Tamaan Osbourne-Roberts, MD
Tamaan Osbourne-Roberts, MD

CMS president-elect chooses future by reflecting on past

Tamaan Osbourne-Roberts, MD, CMS president-elect, chose his future by reflecting on his past. But even after years of hard work placed him in the seemingly perfect position, the young physician discovered that he had to find balance to ensure a long and happy professional and personal life. “Find your grounding” was his message as he opened the 2014 Spring Conference in Vail in May.

He set the scene by telling the story of his childhood and the cumulative experiences that would lead him to medicine. His parents, immigrants from Trinidad, met in Brooklyn. His mother wanted to become a doctor but instead became a teacher when she was told international students couldn’t pursue medicine. His father joined the U.S. Air Force and the couple moved to Guam where Osbourne-Roberts and his brother were born.

Moving to various locations around the world fueled his interests in nature, science and people. He eventually ended up in Colorado for middle school and high school, and went off to college wondering what to choose as a career.

Osbourne-Roberts looked to his parents’ example – a teacher and a soldier – and he knew he would have a service-oriented career. He also knew he loved bioscience and he was interested in serving people. “The obvious answer was medicine,” he said. “I veered off into education for a couple years, figuring I’d follow in my mother’s footsteps, but eventually I followed my mother’s dream to become a doctor.”

He met his wife during medical school, completed his family medicine residency, had two children, bought a house, entered practice where he wanted to work and seeing the patients he wanted to see. “As you can see, all of this looks like it’s going according to plan. It looks fairly ideal,” he said.

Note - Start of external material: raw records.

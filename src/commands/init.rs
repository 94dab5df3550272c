use crate::{
    libs::{config::Config, messages::Message},
    msg_success,
};
use anyhow::Result;
use clap::Args;

#[derive(Debug, Args)]
pub struct InitArgs {
    /// Remove the saved configuration instead of running the wizard
    #[arg(short, long)]
    delete: bool,
}

pub fn cmd(init_args: InitArgs) -> Result<()> {
    if init_args.delete {
        Config::delete()?;
        msg_success!(Message::ConfigDeleted);
        return Ok(());
    }

    Config::init()?.save()?;

    msg_success!(Message::ConfigSaved);
    Ok(())
}
#[cfg(test)]
mod tests {
    use chrono::{TimeZone, Utc};
    use eisen::libs::prompt::{build_prompt, format_task, Language, ReportType};
    use eisen::libs::task::{Quadrant, Task, TaskStatus};

    fn tasks() -> Vec<Task> {
        vec![
            Task {
                id: "1".to_string(),
                title: "Ship release".to_string(),
                description: Some("Tag and publish 1.2".to_string()),
                quadrant: Quadrant::UrgentImportant,
                created_at: Utc.with_ymd_and_hms(2024, 2, 1, 9, 5, 0).unwrap(),
                completed_at: Some(Utc.with_ymd_and_hms(2024, 2, 1, 17, 45, 30).unwrap()),
                status: TaskStatus::Completed,
                tags: vec!["work".to_string()],
            },
            Task {
                id: "2".to_string(),
                title: "Plan roadmap".to_string(),
                description: None,
                quadrant: Quadrant::Important,
                created_at: Utc.with_ymd_and_hms(2024, 2, 2, 10, 0, 0).unwrap(),
                completed_at: None,
                status: TaskStatus::Pending,
                tags: vec![],
            },
        ]
    }

    #[test]
    fn test_build_prompt_is_pure() {
        let tasks = tasks();
        let first = build_prompt(&tasks, ReportType::Weekly, Language::English, &Utc);
        let second = build_prompt(&tasks, ReportType::Weekly, Language::English, &Utc);
        assert_eq!(first, second);
    }

    #[test]
    fn test_prompt_contains_every_task() {
        let prompt = build_prompt(&tasks(), ReportType::Monthly, Language::English, &Utc);
        assert!(prompt.contains("monthly work report"));
        assert!(prompt.contains("- Task: Ship release"));
        assert!(prompt.contains("- Task: Plan roadmap"));
        assert!(prompt.contains("Quadrant: urgent & important"));
        assert!(prompt.contains("Status: In progress"));
        assert!(prompt.contains("Created: 2024-02-01 09:05"));
        assert!(prompt.contains("Completed: 2024-02-01 17:45"));
    }

    #[test]
    fn test_task_block_layout() {
        let block = format_task(&tasks()[0], Language::English, &Utc);
        assert_eq!(
            block,
            "- Task: Ship release\n  \
             Description: Tag and publish 1.2\n  \
             Quadrant: urgent & important\n  \
             Status: Completed\n  \
             Created: 2024-02-01 09:05\n  \
             Completed: 2024-02-01 17:45"
        );
    }

    #[test]
    fn test_absent_fields_are_omitted() {
        let block = format_task(&tasks()[1], Language::English, &Utc);
        assert!(!block.contains("Description"));
        assert!(!block.contains("Completed:"));
        assert_eq!(block.lines().count(), 4);
    }

    #[test]
    fn test_chinese_labels() {
        let prompt = build_prompt(&tasks(), ReportType::Daily, Language::Chinese, &Utc);
        assert!(prompt.contains("日工作报告"));
        assert!(prompt.contains("- 任务: Ship release"));
        assert!(prompt.contains("象限: 重要且紧急"));
        assert!(prompt.contains("状态: 已完成"));
        assert!(prompt.contains("状态: 进行中"));
    }

    #[test]
    fn test_blocks_separated_by_blank_line() {
        let prompt = build_prompt(&tasks(), ReportType::Weekly, Language::English, &Utc);
        assert!(prompt.contains("Completed: 2024-02-01 17:45\n\n- Task: Plan roadmap"));
    }

    #[test]
    fn test_language_parse() {
        assert_eq!("zh".parse::<Language>().unwrap(), Language::Chinese);
        assert_eq!("English".parse::<Language>().unwrap(), Language::English);
        assert!("fr".parse::<Language>().is_err());
        assert_eq!(Language::default(), Language::English);
    }
}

But starting practice is where things got difficult. He – like many other physicians – felt alone as he struggled with the issues of the times. For him in 2010 it was the economic meltdown, a boom of patients who desperately needed care but couldn’t pay, and the Affordable Care Act that brought a lot of instability and concern among physicians and patients. All of this weighed on him, he said. He also struggled to be present, wanting to give both his family and his patients 100 percent. “That just doesn’t work,” he said.

“You’ve all been in this place. It’s a hard spot to be in. It’s isolating, it’s cold, it’s difficult, it’s hard. So now that I’ve depressed you, let’s talk about answers. How do we get out of here?”

For him, many of the solutions were related to his practice. They restructured how they saw patients, how many they saw and how they handled their electronic medical record. “But the thing that brought me back to a much happier place where I find myself today is something a mentor of mine referred to as ‘grounding,’” he said. “A tree cannot stand if it has no roots.”

He encouraged the audience of physicians and physicians in training to reflect on their grounding, and remember why they decided to dedicate their lives to service through medicine. It’s difficult because of “all the challenges we have on a daily basis; the things that wear us down, make us question why we’re doing this, burn us out, keep us awake at night worrying about the people under our care, keep us away from our families, make us forget why we’re doing what we’re doing. These take away from that grounding.”

Osbourne-Roberts found grounding for his professional life in the Hippocratic oath, and one line in particular: “I will apply for the benefit of the sick all measures that are required.”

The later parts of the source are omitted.